Shankly bounds from the back of the car at Brentford’s training ground near Heathrow and sets off on another lap of the pitches. His owner, the sports psychologist Michael Caulfield, best known for his time working for Gareth Southgate, strolls after the lurcher-greyhound, chatting with one of the Brentford players in need of a little guidance.
It is all very low-key and chatty, Caulfield’s style. Shankly’s presence makes their discussion feel more of an enjoyable ramble, less the scrutiny on the couch. Players feel free to talk about all manner of issues from freezing in front of goal and the fear of being dropped to personal issues such as a partner’s miscarriage.
It is part of a new trend in football of players expressing themselves, demonstrated most prominently with Southgate’s squad at last summer’s World Cup. Caulfield, 57, whose background was in racing before training to become a sports psychologist, got to know Southgate when he was the Middlesbrough manager between 2006 and 2009 and the pair have stayed in touch.
Caulfield moved on to Hull City, helping to develop Harry Maguire and Andrew Robertson. “I look at Robbo now, playing week in, week out for Liverpool, and think what a fantastic example of a young man who was rejected by Celtic.”
Good people. It is a theme for Caulfield, who also works with companies and private clients through the performance consultancy Sporting Edge. He is happiest when walking, circling the fields, listening to Brentford players and staff, helping them.

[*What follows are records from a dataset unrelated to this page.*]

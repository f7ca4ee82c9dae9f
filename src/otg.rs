//! Controller handle and bring-up orchestration.

use alloc::sync::Arc;
use core::ptr::NonNull;

use bitflags::bitflags;
use log::{debug, info};

use crate::consts::FLUSH_ALL_TX_FIFOS;
use crate::err::Result;
use crate::phy::{self, PhyCapability};
use crate::reg::Dwc2Regs;

/// Platform glue around one controller, implemented per MCU/board.
///
/// Covers what the bring-up sequence cannot know by itself: transceiver
/// strap/clock wiring before the core reset, PHY tuning after it, and where
/// the endpoint-info area of the shared FIFO RAM starts.
pub trait PlatformOp: Send + Sync + 'static {
    /// Board wiring/strap/clock setup that must precede the core reset.
    fn phy_pre_reset(&self, rhport: u8, cap: PhyCapability);

    /// PHY tuning (drive strength, squelch) once the reset pulse completed.
    fn phy_post_reset(&self, rhport: u8, cap: PhyCapability);

    /// First FIFO word reserved for endpoint info. DMA mode only.
    fn dma_fifo_base(&self, rhport: u8) -> u16;
}

/// Link speed requested for a port.
#[derive(Debug, Clone, Copy, PartialEq, Eq)]
pub enum Speed {
    Full,
    High,
}

/// Which side of the bus the port plays.
#[derive(Debug, Clone, Copy, PartialEq, Eq)]
pub enum Role {
    Device,
    Host,
}

bitflags! {
    /// Erratum exemptions for specific silicon.
    #[derive(Debug, Clone, Copy, PartialEq, Eq, Default)]
    pub struct Quirks: u32 {
        /// GSNPSID and the GHWCFG words read all-zero (seen on GD32VF103);
        /// the identity check is skipped on such parts.
        const ZERO_SNPSID = 1 << 0;
    }
}

/// One DWC2 OTG controller port.
pub struct Dwc2 {
    regs: Dwc2Regs,
    rhport: u8,
    quirks: Quirks,
    platform: Arc<dyn PlatformOp>,
}

impl Dwc2 {
    /// `ctrl` is the mapped base of the port's global CSR block; aliasing it
    /// with another handle breaks the exclusivity the `&mut` methods rely on.
    pub fn new(ctrl: NonNull<u8>, rhport: u8, quirks: Quirks, platform: impl PlatformOp) -> Self {
        Self {
            regs: unsafe { Dwc2Regs::new(ctrl) },
            rhport,
            quirks,
            platform: Arc::new(platform),
        }
    }

    /// Registers of this port, for the transfer layer stacked on top.
    pub fn regs_mut(&mut self) -> &mut Dwc2Regs {
        &mut self.regs
    }

    /// Whether high speed should be requested for `role` on this port.
    ///
    /// Couples the role-specific `high-speed-*` crate features with the
    /// transceiver the capability word reports.
    pub fn is_highspeed_requested(&self, role: Role) -> bool {
        match role {
            Role::Device if !cfg!(feature = "high-speed-device") => false,
            Role::Host if !cfg!(feature = "high-speed-host") => false,
            _ => PhyCapability::read(&self.regs) != PhyCapability::NotSupported,
        }
    }

    /// Bring the core to a configured, quiescent state.
    ///
    /// Identity check, PHY configuration (which soft-resets the core), FIFO
    /// flush, interrupt clearing and DMA-or-slave selection, in that order.
    ///
    /// On [`UnknownCoreId`](crate::Dwc2Error::UnknownCoreId) nothing has been
    /// written yet and the call may be retried once the controller clock is
    /// up. DMA mode latches at reset time only; switching it afterwards
    /// means running the whole sequence again.
    pub fn core_init(&mut self, speed: Speed, dma: bool) -> Result {
        self.regs.check_core_id(self.quirks)?;

        info!(
            "DWC2: init port {} rev {:#06x} {:?} dma={}",
            self.rhport,
            self.regs.core_revision(),
            speed,
            dma
        );

        match speed {
            Speed::High => {
                phy::configure_highspeed(&mut self.regs, self.rhport, self.platform.as_ref())?
            }
            Speed::Full => {
                phy::configure_fullspeed(&mut self.regs, self.rhport, self.platform.as_ref())?
            }
        }

        self.regs.max_timeout_calibration();
        self.regs.ungate_phy_clock();

        self.regs.flush_tx_fifo(FLUSH_ALL_TX_FIFOS)?;
        self.regs.flush_rx_fifo()?;

        self.regs.clear_pending_interrupts();

        if dma {
            let epinfo_base = self.platform.dma_fifo_base(self.rhport);
            debug!("DWC2: dma on, epinfo base {epinfo_base:#06x}");
            self.regs.enable_dma(epinfo_base);
        } else {
            self.regs.unmask_rx_fifo_level();
        }

        self.regs.set_tx_fifo_empty_level();

        Ok(())
    }
}

#[cfg(test)]
mod tests {
    use super::*;

    #[test]
    fn quirks_default_empty() {
        assert_eq!(Quirks::default(), Quirks::empty());
        assert!(!Quirks::empty().contains(Quirks::ZERO_SNPSID));
        assert!(Quirks::ZERO_SNPSID.contains(Quirks::ZERO_SNPSID));
    }
}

He is the modern chaplain.
The Sky Bet Championship club focus on recruiting good characters, weeding out bad ones and developing the individual. “One of the things we are very big on is we want no dickheads, only good people,” Thomas Frank, the head coach, says in his rather spartan office in the string of Portakabins adjacent to the canteen in the pavilion. “I hope you felt it when you walked in, the atmosphere, the energy. That’s why we fight above our weight. It’s about togetherness.” A quality seen in yesterday’s 1-1 draw despite playing 55 minutes with ten men at Millwall.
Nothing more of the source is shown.